金曜日, 10月 27, 2006

Sheffield

I'm sorry I still haven't commented on the really interesting shifts in Japanese right-wing ideology (see articles below). My working hours are ridiculous, and when I get home at night I am too spangled to even blog. Sad but true. I watch America's Next Top Model instead. With broadband I received about a dozen digital TV channels, and there is always something on. It's quite distracting, and initially we decided not to add them the broadband package. However, it turned out to be cheaper to get the channels and broadband rather than just broadband. It's a case of twisted business maths I simply don't get. How can it possibly ever be profitable to sell more for less? It's obviously in someones interest to make us watch more television.

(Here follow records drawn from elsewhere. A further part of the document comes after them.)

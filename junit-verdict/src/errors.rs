// Copyright (c) The nextest Contributors
// SPDX-License-Identifier: MIT OR Apache-2.0

//! Errors produced by junit-verdict.

use camino::{Utf8Path, Utf8PathBuf};
use config::ConfigError;
use junit_reader::ParseReportError;
use std::io;
use thiserror::Error;

/// An error that occurred while parsing the config.
#[derive(Debug, Error)]
#[error("failed to parse junit-verdict config at `{config_file}`")]
#[non_exhaustive]
pub struct ConfigParseError {
    config_file: Utf8PathBuf,
    #[source]
    kind: ConfigParseErrorKind,
}

impl ConfigParseError {
    pub(crate) fn new(config_file: impl Into<Utf8PathBuf>, kind: ConfigParseErrorKind) -> Self {
        Self {
            config_file: config_file.into(),
            kind,
        }
    }

    /// Returns the config file for this error.
    pub fn config_file(&self) -> &Utf8Path {
        &self.config_file
    }

    /// Returns the kind of error this is.
    pub fn kind(&self) -> &ConfigParseErrorKind {
        &self.kind
    }
}

/// The kind of error that occurred while parsing a config.
#[derive(Debug, Error)]
#[non_exhaustive]
pub enum ConfigParseErrorKind {
    /// An error occurred while building the config.
    #[error(transparent)]
    BuildError(Box<ConfigError>),

    /// An error occurred while deserializing the config, including an invalid
    /// `stack-noise` regex.
    #[error(transparent)]
    DeserializeError(Box<serde_path_to_error::Error<ConfigError>>),
}

/// An error which indicates that a profile was requested but not known.
#[derive(Clone, Debug, Error)]
#[error("profile `{profile}` not found (known profiles: {})", .all_profiles.join(", "))]
pub struct ProfileNotFound {
    profile: String,
    all_profiles: Vec<String>,
}

impl ProfileNotFound {
    pub(crate) fn new(
        profile: impl Into<String>,
        all_profiles: impl IntoIterator<Item = impl Into<String>>,
    ) -> Self {
        let mut all_profiles: Vec<_> = all_profiles.into_iter().map(|s| s.into()).collect();
        all_profiles.sort_unstable();
        Self {
            profile: profile.into(),
            all_profiles,
        }
    }

    /// Returns the name of the profile that wasn't found.
    pub fn profile(&self) -> &str {
        &self.profile
    }
}

/// An error that occurred while validating a directory of reports.
#[derive(Debug, Error)]
#[non_exhaustive]
pub enum ValidateReportsError {
    /// The reports directory could not be read.
    #[error("error reading reports directory `{dir}`")]
    ReadDir {
        /// The reports directory.
        dir: Utf8PathBuf,

        /// The underlying error.
        #[source]
        error: io::Error,
    },

    /// A report could not be parsed.
    #[error(transparent)]
    Parse(#[from] ParseReportError),

    /// A testcase failed with an expected/actual comparison, but the host
    /// considered the two values equal.
    #[error(
        "testcase `{testcase}` failed with a comparison, \
         but the host considered expected and actual equal"
    )]
    ComparisonDidNotFail {
        /// The testcase, as `classname.name`.
        testcase: String,
    },
}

I have taken a few days off work in order to go to Sheffield, the rough gem of Yorkshire (emphasis on the adjective 'rough'). No, just kidding. Sheffield is a sweet place. I loved the teaching at ShefU, and I can't commend the School of East Asian Studies there enough. Another issue altogether is wether they'd want to be publicly endorsed by me.

This blog is celebrating its first anniversary in the coming week. Article Nine has taught me a lot about internet and blogging communities, HTML, and so much more. That's another issue I should blog on. Oh, and I have finally received hits from China and Africa. Hello! You can see all my visitors on the clickable map on the left.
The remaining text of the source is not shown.